• _Brief_
Locate the line that contains "body, possibly truncated" in the entries below, then repeat it and every following line through the line that contains "authentication (HTTP 401).", exactly, and no others.

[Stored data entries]
---*---
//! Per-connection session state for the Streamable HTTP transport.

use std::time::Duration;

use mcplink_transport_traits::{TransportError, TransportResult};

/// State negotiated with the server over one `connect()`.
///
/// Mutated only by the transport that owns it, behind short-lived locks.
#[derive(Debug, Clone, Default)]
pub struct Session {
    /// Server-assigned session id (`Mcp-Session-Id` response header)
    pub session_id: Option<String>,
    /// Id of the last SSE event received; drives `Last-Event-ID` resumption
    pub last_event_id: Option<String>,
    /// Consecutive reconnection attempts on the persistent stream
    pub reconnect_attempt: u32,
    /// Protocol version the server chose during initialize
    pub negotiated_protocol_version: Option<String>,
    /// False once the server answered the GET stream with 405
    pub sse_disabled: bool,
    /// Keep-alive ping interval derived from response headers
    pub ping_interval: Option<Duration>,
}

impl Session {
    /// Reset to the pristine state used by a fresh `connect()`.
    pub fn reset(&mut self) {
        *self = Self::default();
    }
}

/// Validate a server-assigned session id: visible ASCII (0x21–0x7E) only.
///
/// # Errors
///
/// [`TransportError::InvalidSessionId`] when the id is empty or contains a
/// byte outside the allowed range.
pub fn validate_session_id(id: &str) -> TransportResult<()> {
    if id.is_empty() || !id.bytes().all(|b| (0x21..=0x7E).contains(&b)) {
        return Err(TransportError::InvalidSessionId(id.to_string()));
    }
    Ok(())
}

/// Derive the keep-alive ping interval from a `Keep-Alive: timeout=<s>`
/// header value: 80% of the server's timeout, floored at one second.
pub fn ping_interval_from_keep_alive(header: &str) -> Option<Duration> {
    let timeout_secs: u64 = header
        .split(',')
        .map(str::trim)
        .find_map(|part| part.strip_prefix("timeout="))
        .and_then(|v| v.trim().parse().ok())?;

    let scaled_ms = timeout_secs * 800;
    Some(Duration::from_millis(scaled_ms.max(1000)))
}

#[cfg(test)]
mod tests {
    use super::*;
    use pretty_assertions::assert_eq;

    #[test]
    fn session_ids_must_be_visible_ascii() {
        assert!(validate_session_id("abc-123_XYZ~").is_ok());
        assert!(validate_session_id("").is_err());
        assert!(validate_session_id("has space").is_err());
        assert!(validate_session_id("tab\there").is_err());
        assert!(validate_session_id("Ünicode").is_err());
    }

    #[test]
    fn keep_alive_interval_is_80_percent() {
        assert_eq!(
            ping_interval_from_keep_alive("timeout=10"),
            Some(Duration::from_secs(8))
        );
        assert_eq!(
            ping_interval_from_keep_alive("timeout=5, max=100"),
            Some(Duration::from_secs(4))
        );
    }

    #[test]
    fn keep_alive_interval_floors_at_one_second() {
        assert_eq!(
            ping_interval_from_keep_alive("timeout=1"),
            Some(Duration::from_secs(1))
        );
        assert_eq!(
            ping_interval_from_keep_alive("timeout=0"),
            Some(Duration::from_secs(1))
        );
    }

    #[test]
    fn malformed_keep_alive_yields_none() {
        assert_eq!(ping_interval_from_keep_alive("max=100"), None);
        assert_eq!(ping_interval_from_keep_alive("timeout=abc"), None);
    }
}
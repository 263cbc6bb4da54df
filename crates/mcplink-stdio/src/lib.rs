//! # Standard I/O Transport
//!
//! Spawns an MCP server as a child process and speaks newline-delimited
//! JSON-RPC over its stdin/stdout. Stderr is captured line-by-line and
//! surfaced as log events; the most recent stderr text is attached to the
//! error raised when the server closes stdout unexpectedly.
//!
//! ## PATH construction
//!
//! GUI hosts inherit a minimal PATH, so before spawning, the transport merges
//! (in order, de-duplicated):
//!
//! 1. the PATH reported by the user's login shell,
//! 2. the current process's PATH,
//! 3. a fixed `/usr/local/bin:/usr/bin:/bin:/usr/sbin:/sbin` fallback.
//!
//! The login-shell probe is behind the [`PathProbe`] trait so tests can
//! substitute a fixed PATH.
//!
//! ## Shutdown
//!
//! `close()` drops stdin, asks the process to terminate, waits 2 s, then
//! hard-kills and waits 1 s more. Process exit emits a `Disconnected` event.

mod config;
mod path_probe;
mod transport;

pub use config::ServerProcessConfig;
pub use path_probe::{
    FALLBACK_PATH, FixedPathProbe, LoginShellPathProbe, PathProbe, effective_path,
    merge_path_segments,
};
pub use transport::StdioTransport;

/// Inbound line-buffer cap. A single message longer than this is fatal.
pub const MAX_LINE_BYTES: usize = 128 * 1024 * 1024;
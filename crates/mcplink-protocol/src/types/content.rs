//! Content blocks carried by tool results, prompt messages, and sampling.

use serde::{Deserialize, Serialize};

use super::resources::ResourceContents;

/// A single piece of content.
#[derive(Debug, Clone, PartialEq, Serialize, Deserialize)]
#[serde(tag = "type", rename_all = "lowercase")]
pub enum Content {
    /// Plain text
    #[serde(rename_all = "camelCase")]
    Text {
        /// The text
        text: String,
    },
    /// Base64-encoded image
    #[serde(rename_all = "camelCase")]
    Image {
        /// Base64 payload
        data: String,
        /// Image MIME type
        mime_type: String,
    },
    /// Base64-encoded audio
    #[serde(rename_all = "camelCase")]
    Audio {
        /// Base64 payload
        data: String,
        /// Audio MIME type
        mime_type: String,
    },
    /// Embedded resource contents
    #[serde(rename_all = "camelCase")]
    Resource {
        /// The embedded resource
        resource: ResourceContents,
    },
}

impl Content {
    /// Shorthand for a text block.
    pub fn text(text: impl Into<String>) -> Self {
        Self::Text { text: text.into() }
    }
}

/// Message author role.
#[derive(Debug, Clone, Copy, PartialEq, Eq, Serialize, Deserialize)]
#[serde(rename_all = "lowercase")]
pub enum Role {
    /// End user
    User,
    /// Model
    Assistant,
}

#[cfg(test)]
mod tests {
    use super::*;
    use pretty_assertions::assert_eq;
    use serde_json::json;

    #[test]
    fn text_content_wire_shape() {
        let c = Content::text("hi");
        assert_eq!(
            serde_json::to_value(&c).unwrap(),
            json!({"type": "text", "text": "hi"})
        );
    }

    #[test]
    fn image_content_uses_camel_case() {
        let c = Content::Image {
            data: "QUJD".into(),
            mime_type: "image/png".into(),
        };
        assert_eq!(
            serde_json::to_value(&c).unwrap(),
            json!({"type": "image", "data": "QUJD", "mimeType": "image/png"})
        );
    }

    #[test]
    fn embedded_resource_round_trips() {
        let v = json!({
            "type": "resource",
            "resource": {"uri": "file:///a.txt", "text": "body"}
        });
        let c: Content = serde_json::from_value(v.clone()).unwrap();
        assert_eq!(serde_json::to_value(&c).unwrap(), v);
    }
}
---*---
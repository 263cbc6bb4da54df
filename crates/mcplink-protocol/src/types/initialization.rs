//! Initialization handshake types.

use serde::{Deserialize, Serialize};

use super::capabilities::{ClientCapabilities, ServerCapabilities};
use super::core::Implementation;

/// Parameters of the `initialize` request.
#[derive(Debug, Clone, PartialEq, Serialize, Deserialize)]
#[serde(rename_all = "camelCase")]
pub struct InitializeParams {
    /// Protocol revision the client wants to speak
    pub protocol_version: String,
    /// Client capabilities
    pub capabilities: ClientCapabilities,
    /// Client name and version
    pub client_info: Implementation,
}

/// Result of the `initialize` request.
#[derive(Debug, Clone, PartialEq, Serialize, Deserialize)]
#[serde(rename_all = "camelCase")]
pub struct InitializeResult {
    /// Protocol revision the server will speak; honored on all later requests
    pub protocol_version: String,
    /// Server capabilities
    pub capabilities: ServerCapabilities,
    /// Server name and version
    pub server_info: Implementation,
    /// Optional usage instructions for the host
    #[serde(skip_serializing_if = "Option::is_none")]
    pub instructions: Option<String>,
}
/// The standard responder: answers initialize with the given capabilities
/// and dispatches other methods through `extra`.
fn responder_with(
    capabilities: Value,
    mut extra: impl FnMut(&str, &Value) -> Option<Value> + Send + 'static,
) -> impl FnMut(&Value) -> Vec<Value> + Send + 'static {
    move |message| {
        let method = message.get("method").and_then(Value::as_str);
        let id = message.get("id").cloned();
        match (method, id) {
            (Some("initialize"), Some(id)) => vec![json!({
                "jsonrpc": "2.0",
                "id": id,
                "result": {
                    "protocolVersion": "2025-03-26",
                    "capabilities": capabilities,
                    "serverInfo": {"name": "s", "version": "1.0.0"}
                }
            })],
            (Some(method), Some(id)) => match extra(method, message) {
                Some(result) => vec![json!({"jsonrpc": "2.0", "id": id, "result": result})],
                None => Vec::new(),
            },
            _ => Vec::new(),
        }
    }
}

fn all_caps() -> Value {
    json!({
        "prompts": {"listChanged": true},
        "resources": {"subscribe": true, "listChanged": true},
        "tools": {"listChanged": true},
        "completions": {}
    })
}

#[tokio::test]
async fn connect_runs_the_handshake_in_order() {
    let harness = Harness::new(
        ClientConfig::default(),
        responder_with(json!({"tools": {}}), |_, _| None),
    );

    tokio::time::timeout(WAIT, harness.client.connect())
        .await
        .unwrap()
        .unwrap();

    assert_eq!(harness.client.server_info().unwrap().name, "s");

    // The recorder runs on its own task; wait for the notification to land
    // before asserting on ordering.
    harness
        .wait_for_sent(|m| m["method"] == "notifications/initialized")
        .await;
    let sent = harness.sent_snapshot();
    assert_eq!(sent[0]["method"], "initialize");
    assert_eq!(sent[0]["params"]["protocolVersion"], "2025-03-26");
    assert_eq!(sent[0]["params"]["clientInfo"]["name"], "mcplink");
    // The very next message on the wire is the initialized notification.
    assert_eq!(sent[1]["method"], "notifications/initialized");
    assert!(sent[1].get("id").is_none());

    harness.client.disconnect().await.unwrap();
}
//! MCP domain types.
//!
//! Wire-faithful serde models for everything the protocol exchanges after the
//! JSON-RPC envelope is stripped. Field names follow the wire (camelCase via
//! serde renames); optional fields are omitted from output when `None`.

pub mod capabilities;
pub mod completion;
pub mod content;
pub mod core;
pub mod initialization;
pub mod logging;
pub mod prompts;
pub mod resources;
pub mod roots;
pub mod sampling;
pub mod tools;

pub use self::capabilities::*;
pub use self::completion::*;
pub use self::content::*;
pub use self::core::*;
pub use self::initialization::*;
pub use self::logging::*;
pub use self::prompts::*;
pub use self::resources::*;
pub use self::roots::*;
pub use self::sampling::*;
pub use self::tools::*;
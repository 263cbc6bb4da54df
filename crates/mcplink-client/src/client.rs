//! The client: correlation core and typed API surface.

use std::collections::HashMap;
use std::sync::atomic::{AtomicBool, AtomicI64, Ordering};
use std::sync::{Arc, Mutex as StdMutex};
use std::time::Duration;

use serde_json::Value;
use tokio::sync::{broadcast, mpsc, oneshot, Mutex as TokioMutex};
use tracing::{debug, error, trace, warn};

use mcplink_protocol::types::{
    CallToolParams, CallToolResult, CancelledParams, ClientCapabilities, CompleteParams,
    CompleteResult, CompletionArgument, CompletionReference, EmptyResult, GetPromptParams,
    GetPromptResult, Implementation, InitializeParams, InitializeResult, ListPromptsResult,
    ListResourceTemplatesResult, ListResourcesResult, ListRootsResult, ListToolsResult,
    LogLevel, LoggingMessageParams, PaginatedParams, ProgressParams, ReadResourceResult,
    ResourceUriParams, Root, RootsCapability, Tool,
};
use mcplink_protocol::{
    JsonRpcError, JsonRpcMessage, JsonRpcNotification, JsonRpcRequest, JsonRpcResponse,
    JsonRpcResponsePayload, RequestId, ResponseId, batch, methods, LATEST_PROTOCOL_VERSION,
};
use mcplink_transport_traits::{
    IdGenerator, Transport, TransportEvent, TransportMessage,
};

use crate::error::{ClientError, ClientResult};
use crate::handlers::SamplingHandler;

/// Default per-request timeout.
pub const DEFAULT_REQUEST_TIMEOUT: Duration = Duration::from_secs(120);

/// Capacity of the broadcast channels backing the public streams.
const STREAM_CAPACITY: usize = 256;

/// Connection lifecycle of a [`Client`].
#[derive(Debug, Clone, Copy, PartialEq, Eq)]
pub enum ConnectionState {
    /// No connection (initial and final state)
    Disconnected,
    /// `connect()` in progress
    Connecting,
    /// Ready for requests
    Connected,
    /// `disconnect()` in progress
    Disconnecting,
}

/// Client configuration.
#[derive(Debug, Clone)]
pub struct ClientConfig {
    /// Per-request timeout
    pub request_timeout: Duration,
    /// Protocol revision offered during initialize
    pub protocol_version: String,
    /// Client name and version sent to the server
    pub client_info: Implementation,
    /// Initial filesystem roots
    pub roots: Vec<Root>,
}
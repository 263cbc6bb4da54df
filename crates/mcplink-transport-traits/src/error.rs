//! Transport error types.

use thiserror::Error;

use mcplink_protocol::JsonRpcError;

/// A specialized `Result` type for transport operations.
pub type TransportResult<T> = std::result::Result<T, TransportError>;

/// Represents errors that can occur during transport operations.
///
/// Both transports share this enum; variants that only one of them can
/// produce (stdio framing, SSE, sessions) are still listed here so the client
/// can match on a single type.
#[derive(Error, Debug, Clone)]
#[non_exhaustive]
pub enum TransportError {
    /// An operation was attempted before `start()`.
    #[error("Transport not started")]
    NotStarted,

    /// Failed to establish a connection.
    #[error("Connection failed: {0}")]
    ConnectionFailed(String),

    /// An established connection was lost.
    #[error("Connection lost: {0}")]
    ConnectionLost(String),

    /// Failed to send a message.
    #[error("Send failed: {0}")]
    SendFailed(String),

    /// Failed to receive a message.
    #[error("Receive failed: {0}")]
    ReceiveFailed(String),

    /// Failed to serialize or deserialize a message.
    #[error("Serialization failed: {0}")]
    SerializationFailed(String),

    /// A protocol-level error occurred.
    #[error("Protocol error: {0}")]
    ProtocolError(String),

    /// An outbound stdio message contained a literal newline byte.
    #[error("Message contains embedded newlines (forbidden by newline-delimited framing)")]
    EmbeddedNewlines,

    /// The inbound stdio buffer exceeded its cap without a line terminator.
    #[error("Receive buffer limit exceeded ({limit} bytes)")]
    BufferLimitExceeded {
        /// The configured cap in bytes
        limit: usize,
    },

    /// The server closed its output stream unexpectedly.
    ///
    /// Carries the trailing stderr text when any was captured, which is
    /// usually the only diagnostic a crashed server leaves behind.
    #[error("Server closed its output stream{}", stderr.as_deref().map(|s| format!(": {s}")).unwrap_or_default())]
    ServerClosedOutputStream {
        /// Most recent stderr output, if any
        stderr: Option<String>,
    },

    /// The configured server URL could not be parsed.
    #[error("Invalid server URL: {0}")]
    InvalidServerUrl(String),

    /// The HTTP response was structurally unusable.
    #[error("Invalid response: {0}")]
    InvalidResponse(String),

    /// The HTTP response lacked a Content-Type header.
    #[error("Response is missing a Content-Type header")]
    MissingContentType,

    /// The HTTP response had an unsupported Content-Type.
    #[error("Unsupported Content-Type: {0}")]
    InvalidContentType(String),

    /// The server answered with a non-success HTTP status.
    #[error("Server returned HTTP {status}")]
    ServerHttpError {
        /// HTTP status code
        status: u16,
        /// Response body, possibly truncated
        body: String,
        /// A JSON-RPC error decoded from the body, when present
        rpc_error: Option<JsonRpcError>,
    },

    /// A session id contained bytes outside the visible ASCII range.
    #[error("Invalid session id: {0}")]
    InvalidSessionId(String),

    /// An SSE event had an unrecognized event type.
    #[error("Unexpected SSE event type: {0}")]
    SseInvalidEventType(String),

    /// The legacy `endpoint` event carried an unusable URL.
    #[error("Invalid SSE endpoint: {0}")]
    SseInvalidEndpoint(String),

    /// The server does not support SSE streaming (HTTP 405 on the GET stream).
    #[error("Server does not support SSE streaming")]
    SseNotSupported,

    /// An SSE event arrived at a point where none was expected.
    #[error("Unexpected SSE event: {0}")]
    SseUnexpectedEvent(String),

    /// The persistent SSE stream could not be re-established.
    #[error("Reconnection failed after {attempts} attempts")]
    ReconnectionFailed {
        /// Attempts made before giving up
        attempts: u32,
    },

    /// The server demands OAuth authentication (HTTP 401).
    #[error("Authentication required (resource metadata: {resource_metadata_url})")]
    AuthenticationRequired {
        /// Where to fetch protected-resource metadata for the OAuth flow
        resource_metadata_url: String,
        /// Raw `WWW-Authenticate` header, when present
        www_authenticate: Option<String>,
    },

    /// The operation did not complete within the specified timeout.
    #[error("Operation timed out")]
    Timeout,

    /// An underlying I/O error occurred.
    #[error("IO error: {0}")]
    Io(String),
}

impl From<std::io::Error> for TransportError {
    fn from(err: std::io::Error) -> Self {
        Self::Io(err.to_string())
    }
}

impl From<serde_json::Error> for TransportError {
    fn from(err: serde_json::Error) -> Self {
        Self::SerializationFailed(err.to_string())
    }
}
---*---
• _Problem solution_
        /// Response body, possibly truncated
        body: String,
        /// A JSON-RPC error decoded from the body, when present
        rpc_error: Option<JsonRpcError>,
    },

    /// A session id contained bytes outside the visible ASCII range.
    #[error("Invalid session id: {0}")]
    InvalidSessionId(String),

    /// An SSE event had an unrecognized event type.
    #[error("Unexpected SSE event type: {0}")]
    SseInvalidEventType(String),

    /// The legacy `endpoint` event carried an unusable URL.
    #[error("Invalid SSE endpoint: {0}")]
    SseInvalidEndpoint(String),

    /// The server does not support SSE streaming (HTTP 405 on the GET stream).
    #[error("Server does not support SSE streaming")]
    SseNotSupported,

    /// An SSE event arrived at a point where none was expected.
    #[error("Unexpected SSE event: {0}")]
    SseUnexpectedEvent(String),

    /// The persistent SSE stream could not be re-established.
    #[error("Reconnection failed after {attempts} attempts")]
    ReconnectionFailed {
        /// Attempts made before giving up
        attempts: u32,
    },

    /// The server demands OAuth authentication (HTTP 401).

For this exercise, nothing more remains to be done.